▶ **Problem**
Using the data below, copy out all lines with the word "https".

/---

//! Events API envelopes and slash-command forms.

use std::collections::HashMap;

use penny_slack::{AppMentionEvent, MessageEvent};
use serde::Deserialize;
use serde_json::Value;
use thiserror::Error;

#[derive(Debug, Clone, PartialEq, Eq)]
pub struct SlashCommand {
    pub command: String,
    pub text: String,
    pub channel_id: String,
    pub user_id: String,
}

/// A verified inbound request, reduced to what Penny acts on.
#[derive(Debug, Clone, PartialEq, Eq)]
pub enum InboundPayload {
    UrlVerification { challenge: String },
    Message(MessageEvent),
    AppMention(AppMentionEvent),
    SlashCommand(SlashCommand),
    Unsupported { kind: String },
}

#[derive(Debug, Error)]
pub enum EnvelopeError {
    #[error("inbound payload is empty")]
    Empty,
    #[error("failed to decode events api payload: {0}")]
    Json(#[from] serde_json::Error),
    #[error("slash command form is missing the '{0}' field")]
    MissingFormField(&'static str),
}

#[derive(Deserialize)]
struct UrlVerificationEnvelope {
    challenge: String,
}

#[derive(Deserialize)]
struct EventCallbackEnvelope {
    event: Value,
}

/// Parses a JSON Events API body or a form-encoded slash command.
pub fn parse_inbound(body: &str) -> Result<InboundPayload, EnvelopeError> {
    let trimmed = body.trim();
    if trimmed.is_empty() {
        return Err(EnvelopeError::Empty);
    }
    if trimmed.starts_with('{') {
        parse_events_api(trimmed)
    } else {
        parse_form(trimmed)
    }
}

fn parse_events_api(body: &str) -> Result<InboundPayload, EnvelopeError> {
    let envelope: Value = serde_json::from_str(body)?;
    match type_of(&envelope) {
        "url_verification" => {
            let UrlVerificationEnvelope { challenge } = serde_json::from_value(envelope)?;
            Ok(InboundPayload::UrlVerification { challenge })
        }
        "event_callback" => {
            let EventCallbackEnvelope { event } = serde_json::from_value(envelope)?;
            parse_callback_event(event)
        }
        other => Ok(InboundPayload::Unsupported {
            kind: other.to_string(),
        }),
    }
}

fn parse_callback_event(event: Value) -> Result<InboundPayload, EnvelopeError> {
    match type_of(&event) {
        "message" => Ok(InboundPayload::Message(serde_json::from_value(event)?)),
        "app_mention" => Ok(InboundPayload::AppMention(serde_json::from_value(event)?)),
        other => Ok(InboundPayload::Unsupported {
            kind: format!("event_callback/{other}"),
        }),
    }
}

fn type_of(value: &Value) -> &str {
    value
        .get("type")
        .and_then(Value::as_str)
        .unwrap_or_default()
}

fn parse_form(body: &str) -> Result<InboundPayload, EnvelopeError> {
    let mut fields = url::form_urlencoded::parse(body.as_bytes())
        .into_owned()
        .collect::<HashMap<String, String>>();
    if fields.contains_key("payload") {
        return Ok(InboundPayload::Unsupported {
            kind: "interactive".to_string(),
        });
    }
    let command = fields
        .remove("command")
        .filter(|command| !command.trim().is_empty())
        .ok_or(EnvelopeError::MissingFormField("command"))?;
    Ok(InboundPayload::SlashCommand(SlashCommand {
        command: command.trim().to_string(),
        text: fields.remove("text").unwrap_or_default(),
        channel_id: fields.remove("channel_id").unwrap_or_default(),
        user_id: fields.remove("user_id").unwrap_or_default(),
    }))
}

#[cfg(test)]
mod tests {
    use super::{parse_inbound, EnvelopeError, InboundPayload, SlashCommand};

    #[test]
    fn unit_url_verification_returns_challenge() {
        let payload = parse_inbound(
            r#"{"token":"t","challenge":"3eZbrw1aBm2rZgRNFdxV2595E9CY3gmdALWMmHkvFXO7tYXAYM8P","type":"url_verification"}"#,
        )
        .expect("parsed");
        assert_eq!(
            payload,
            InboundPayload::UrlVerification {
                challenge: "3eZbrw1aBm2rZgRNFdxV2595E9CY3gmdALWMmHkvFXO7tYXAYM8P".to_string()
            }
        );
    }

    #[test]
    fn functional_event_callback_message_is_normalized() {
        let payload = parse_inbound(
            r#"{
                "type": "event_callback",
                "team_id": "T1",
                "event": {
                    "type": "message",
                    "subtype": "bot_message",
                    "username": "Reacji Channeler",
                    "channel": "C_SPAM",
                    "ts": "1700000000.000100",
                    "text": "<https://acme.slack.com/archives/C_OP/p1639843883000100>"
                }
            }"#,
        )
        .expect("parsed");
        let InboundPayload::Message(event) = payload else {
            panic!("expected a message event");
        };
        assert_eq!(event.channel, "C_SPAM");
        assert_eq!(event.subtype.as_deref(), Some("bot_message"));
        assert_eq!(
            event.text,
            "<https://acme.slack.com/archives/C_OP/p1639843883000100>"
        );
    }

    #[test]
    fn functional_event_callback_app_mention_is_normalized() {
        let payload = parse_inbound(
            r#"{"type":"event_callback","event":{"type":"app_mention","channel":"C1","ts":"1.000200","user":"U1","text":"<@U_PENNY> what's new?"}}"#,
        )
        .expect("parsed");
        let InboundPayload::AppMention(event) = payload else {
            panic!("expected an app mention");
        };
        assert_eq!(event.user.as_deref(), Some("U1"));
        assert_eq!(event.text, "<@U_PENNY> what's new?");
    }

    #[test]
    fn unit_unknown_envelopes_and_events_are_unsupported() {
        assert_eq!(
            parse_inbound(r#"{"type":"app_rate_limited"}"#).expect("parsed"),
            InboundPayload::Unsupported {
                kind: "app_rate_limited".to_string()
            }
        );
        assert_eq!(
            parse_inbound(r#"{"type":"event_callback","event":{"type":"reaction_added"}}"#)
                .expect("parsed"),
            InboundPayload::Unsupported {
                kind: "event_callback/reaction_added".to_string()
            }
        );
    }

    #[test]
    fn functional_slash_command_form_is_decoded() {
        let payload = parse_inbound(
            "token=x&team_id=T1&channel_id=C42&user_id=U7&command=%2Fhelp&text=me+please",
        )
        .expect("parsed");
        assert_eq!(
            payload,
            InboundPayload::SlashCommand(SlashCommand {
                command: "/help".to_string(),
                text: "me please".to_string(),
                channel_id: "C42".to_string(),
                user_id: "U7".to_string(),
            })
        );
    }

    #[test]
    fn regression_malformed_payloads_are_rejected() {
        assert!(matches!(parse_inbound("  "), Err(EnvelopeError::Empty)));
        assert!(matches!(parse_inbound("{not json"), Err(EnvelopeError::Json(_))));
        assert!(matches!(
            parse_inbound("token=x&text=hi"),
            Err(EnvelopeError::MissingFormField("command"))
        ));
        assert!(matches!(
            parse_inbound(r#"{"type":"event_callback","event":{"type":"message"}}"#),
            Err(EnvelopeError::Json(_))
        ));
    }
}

\---

▶ **Result**
                    "text": "<https://acme.slack.com/archives/C_OP/p1639843883000100>"
            "<https://acme.slack.com/archives/C_OP/p1639843883000100>"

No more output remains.